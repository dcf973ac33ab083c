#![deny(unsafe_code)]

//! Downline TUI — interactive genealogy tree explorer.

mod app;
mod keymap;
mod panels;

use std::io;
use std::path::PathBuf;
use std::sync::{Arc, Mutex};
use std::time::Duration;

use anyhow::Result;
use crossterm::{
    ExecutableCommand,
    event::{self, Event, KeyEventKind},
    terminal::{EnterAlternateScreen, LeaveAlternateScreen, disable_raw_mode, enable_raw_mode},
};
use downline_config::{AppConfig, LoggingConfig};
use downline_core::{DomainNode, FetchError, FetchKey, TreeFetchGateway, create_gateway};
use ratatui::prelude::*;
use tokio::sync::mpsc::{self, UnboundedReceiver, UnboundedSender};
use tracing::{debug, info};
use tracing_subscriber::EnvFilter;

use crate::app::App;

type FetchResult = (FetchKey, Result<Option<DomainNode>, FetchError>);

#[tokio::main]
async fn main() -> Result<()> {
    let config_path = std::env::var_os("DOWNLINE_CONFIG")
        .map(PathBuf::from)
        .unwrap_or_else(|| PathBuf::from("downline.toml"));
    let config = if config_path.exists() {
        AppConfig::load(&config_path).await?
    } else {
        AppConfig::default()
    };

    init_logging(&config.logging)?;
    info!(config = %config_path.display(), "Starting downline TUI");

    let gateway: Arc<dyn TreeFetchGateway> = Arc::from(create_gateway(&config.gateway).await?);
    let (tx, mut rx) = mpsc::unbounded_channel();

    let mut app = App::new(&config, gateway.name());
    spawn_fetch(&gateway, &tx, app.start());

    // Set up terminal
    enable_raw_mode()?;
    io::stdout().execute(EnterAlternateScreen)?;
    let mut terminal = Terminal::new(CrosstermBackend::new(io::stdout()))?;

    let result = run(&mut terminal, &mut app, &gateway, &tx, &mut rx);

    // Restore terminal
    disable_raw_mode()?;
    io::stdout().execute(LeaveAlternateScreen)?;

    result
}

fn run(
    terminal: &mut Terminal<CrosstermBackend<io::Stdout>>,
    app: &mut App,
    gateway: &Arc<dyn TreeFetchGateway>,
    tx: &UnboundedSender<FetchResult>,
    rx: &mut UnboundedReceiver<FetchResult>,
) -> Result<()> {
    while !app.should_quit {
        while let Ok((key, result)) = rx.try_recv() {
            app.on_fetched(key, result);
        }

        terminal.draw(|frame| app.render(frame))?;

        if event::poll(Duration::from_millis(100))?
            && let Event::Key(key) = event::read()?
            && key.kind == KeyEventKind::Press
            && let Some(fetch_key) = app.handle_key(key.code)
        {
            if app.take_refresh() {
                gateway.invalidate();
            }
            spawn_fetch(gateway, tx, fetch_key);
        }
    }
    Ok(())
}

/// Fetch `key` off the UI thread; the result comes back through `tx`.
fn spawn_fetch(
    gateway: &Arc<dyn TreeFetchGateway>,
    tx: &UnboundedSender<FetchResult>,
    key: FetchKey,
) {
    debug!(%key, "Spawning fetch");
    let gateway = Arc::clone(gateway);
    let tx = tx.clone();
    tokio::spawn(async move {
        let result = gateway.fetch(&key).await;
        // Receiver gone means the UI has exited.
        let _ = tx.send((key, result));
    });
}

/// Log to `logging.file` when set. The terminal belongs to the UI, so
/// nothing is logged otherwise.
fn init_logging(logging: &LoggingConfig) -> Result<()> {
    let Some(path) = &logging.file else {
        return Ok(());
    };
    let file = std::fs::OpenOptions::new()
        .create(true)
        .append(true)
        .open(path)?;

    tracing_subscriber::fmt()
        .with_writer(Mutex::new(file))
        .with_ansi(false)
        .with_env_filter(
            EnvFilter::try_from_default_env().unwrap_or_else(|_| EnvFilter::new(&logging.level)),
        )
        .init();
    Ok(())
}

* * *

• **Task instructions**: Where a line of the entries above holds the word "file", return that line.

• **Result for this task**:
/// Log to `logging.file` when set. The terminal belongs to the UI, so
    let Some(path) = &logging.file else {
    let file = std::fs::OpenOptions::new()
        .with_writer(Mutex::new(file))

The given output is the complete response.